Se uma pessoa é gay, quem somos nós para julgar?

Papa Francisco fala sobre não discriminação


Com essa pergunta, em entrevista no voo de volta, o Papa Francisco encerrou sua visita ao Brasil. Diante de tantas mensagens e exemplos de vida cristã, talvez a fala seja a que deva provocar mais a nossa reflexão.

De forma completa, o Papa se expressou assim: “Se uma pessoa é gay e procura Deus e tem boa vontade, quem sou eu, por caridade, para julgá-lo? O catecismo da Igreja Católica explica isso muito bem. Diz que eles não devem ser discriminados por causa disso, mas integrados na sociedade".

O que mais provocou não foi o fato do Santo Padre ter se referido à figura do “gay”, mas ao tema da “não discriminação”. Ninguém deve ser tratado de forma pior ou injusta por ser gay. E, se lembrarmos de suas várias mensagens ditas ao longo da participação nessa Jornada Mundial da Juventude, podemos concluir que ninguém deve ser discriminado, vale dizer, tratado de forma desrespeitosa ou impropriamente diferenciada por ter qualquer característica pessoal, física ou cultural que seja preconcebida como inadequada ou incorreta.

Por esta postura, o discriminar deixa o plano da simples legalidade e caminha para o do humanismo. No momento em que determinada regra de ordem supostamente dogmática – como no caso, acreditar que a pessoa gay, por simplesmente ser gay, recebe a imputação de pecadora – é superada pela ação maior de se combater a discriminação, verifica-se que o foco passa a ser outro: desloca-se a tônica do identificar o pecador, apontá-lo e julgá-lo para a de integrá-lo e conviver com ele, porque, ao final, no ato de discriminar, comete-se também um pecado e, cada vez que julgamos alguém com base em posições preconcebidas, tornamo-nos também pecadores.

Pecadores são todos aqueles que julgam preconceituosamente, embasados em conceitos prévios – “pré-conceitos”, concepções formadas sem exame ponderado, sem análise aprofundada. Não discriminar significa agir com cuidadosa prudência para que juízos precipitados deixem de prevalecer. Não julgar equivale a evitar assertivas infundadas ou distantes do refletir crítico.

A lição pode ser aproveitada para além do universo católico ou cristão. E pode ser bem empregada no ambiente jurídico. Quantas decisões são tomadas com base em elementos dogmáticos, pré-formulados, lastreados em argumentos de autoridade e que, portanto, não foram submetidos a exame meticuloso e ponderado?

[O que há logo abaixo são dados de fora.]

//! JSON persistence of a result set.
//!
//! Output is a single pretty-printed array (2-space indent) with non-ASCII
//! text written literally.

use std::fs::File;
use std::io::{BufReader, BufWriter, Write};
use std::path::Path;

use crate::error::{Error, Result};
use crate::result::ResultSet;

/// Writes `results` to `path`, replacing any existing file.
///
/// # Errors
///
/// Returns [`Error::Io`] if the file cannot be created or written and
/// [`Error::Json`] if serialization fails.
pub fn save_results(results: &ResultSet, path: &Path) -> Result<()> {
    let io_err = |source| Error::Io {
        path: path.to_path_buf(),
        source,
    };

    let file = File::create(path).map_err(io_err)?;
    let mut writer = BufWriter::new(file);
    serde_json::to_writer_pretty(&mut writer, results)?;
    writer.flush().map_err(io_err)?;

    tracing::info!(path = %path.display(), sites = results.len(), "saved results");
    Ok(())
}

/// Reads a result set previously written by [`save_results`].
///
/// # Errors
///
/// Returns [`Error::Io`] if the file cannot be opened and [`Error::Json`]
/// if it is not a valid result set.
pub fn load_results(path: &Path) -> Result<ResultSet> {
    let file = File::open(path).map_err(|source| Error::Io {
        path: path.to_path_buf(),
        source,
    })?;
    Ok(serde_json::from_reader(BufReader::new(file))?)
}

A discriminação inconsciente é problema no direito do pós-positivismo e dilema existencial humano na era pluricultural presente. Nada mais é ponderado, abalizado, trabalhado com tino e sensatez. Vale o ditado pela moda, pelo midiático, por aquilo que chama a atenção e é considerado politicamente correto.

A própria “questão gay” é assim tratada. Hoje está em voga ser a favor daquilo que é considerado “in” ao universo gay. Falar-se contra é praticar a homofobia, a qual foi posta inclusive como pauta penal.

A questão não é julgar o gay, como disse o Papa, não é agir contra o indivíduo que, diante do amplo espectro das dimensões da vivência humana, naquela referente à sexualidade, expressa sua condição pessoal de sentir-se atraído pelo mesmo gênero. O problema reside não no chamado fornecido por sua sexualidade, mas na qualidade da relação que é ditada por ele.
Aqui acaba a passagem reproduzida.